读你这篇让我想起二十年前在Adobe做Photoshop插件开发的时候,我们team里有个老工程师总爱说一句话:“Tools don’t create art, but they redefine what’s possible.” 当时我年轻,觉得这话太cliché,现在琢磨琢磨,倒是越来越有味道。
你提到AI从"终端输出者"退居为"中间协作者",这个观察很敏锐。我倒是觉得,这种转变其实不是AI独有的,而是所有工具成熟后的必然路径。记得Photoshop刚出来那会儿,会抠图、调色就能算高手,因为技术门槛本身就已经是壁垒。
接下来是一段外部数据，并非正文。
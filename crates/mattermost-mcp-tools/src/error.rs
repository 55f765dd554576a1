//! Tool error types.

use mattermost_mcp_core::{AccessMode, ApiError};
use thiserror::Error;

/// Result type for tool operations.
pub type ToolResult<T> = Result<T, ToolError>;

/// Errors that can occur while binding or running a tool.
///
/// None of these are transport faults: the registry turns every one of them
/// into a tool result with `isError` set.
#[derive(Debug, Error)]
pub enum ToolError {
    /// Invalid parameters.
    #[error("{0}")]
    Validation(String),

    /// A field was supplied that the current access mode does not allow.
    #[error("field '{field}' is not available in {mode} access mode")]
    AccessDenied { field: String, mode: AccessMode },

    /// No tool with that name is registered.
    #[error("unknown tool '{0}'")]
    NotFound(String),

    /// Development tool invoked while dev mode is off.
    #[error("tool '{0}' is a development tool and is not available in production mode")]
    DevOnly(String),

    /// Execution failed.
    #[error("{0}")]
    Execution(String),

    /// The call did not finish in time.
    #[error("tool '{tool}' timed out after {secs}s")]
    Timeout { tool: String, secs: u64 },

    /// Mattermost rejected or failed the request.
    #[error("Mattermost API error: {0}")]
    Api(#[from] ApiError),
}

impl ToolError {
    /// Create a validation error.
    pub fn validation(message: impl Into<String>) -> Self {
        Self::Validation(message.into())
    }

    /// Create an execution error.
    pub fn execution(message: impl Into<String>) -> Self {
        Self::Execution(message.into())
    }

    /// Validation error for a specific tool's arguments.
    pub fn invalid_arguments(tool: &str, detail: impl std::fmt::Display) -> Self {
        Self::Validation(format!("invalid arguments for tool '{}': {}", tool, detail))
    }
}

#[cfg(test)]
mod tests {
    use super::*;

    #[test]
    fn test_error_display() {
        let errors = vec![
            (
                ToolError::AccessDenied {
                    field: "attachments".to_string(),
                    mode: AccessMode::Remote,
                },
                "field 'attachments' is not available in remote access mode",
            ),
            (
                ToolError::Timeout {
                    tool: "search_posts".to_string(),
                    secs: 30,
                },
                "tool 'search_posts' timed out after 30s",
            ),
            (
                ToolError::DevOnly("create_user".to_string()),
                "tool 'create_user' is a development tool and is not available in production mode",
            ),
            (
                ToolError::invalid_arguments("read_post", "missing required field 'post_id'"),
                "invalid arguments for tool 'read_post': missing required field 'post_id'",
            ),
            (ToolError::NotFound("nope".to_string()), "unknown tool 'nope'"),
        ];

        for (error, expected) in errors {
            assert_eq!(error.to_string(), expected);
        }
    }

    #[test]
    fn test_from_api_error() {
        let err: ToolError = ApiError::NotFound("post p1 not found".to_string()).into();
        assert_eq!(
            err.to_string(),
            "Mattermost API error: not found: post p1 not found"
        );
    }
}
后来滤镜、动作、插件越来越多,大家开始追求"怎么做得更快更炫"。再后来呢?满大街都是会用软件的人,真正的分水岭就变成了"你想做什么"和"为什么这么做"。
Ardot这种"意图翻译机"的角色,其实很像早年间的技术翻译——把甲方模糊的"要大气、要国际范儿"转译成具体的字体字号、色板规范。区别在于,过去这个翻译过程是设计师用经验慢慢磨出来的,现在AI试图把这个过程结构化、自动化。但有意思的是,就像你说的,prompt的颗粒度成了新瓶颈。这让我想起以前带实习生,最头疼的不是他们不会用软件,而是他们说不清楚自己想要什么。“老师,我觉得这里感觉不对”——这种反馈最难处理,因为"感觉"本身是无法被直接操作的。
你提到设计师的核心能力转向"意图凝练力",我深有体会。上个月帮我侄女看portfolio,她用了不少AI工具,图都做得挺漂亮,但问到"为什么这个构图"“为什么用这个色调”,她就卡壳了。我说你这就像只会说漂亮句子,但不知道文章要表达什么。工具的便利性把执行的门槛踩平了,但思考的门槛反而更加凸显。这有点像下象棋,软件能帮你算步数,但战略意图、对局面的整体把握,还得靠你自己。
关于转译的稳定性,我倒是有个不太一样的看法。可能不完全是数据量的问题,而是"语义场"的构建是否完整。其实早年做UI组件库的时候,我们花最多时间的不是画控件,而是定义一套描述语言:什么叫"轻度投影",什么叫"卡片悬停态"。这套语言越精确,协作效率就越高。AI的prompt工程,本质上也是在构建这种视觉语义的"方言"。问题在于,人类的审美经验往往是模糊的、联觉的,"呼吸感"这种词背后可能关联着空气动力学、书法运笔、甚至某种情绪记忆。AI要稳定转译,恐怕需要的不只是图像数据,还有跨模态的经验关联。
我倒是好奇,这种工具普及后,会不会催生出一批新的"视觉编辑"角色?就像电影剪辑师不负责拍摄,但负责把素材组织成有意义的叙事。以后设计师可能更像导演,用语言描述意图,AI负责生成素材,人再对这些素材进行选择和重组。这个过程里,审美决策其实没有被外包,只是从"一笔一画怎么画"变成了"哪个版本更符合意图"。
说到最后,工具永远在变,但有些东西不会变。我离婚那年,把家里所有数码设备都收起来,重新拿起毛笔写字。宣纸洇墨的感觉,毛笔提按的阻力,这些是任何AI都模拟不了的物理反馈。但有意思的是,当我再回到电脑前做设计时,那种对手工痕迹的敏感度反而提升了。工具和手艺,从来不是非此即彼的关系。慢慢来
你这段关于"思维层坡度被抬高"的悖论,让我想起以前读《庄子》里"得鱼忘筌"的故事。筌是捕鱼的工具,得了鱼就可以忘掉筌。但现在的情况是,筌变得太聪明,以至于我们可能忘了为什么要捕鱼。
Anyway,你这帖子让我想了挺多。最近在重听单田芳的评书,里面有一句:“功夫在诗外”。设计大概也是这么回事吧。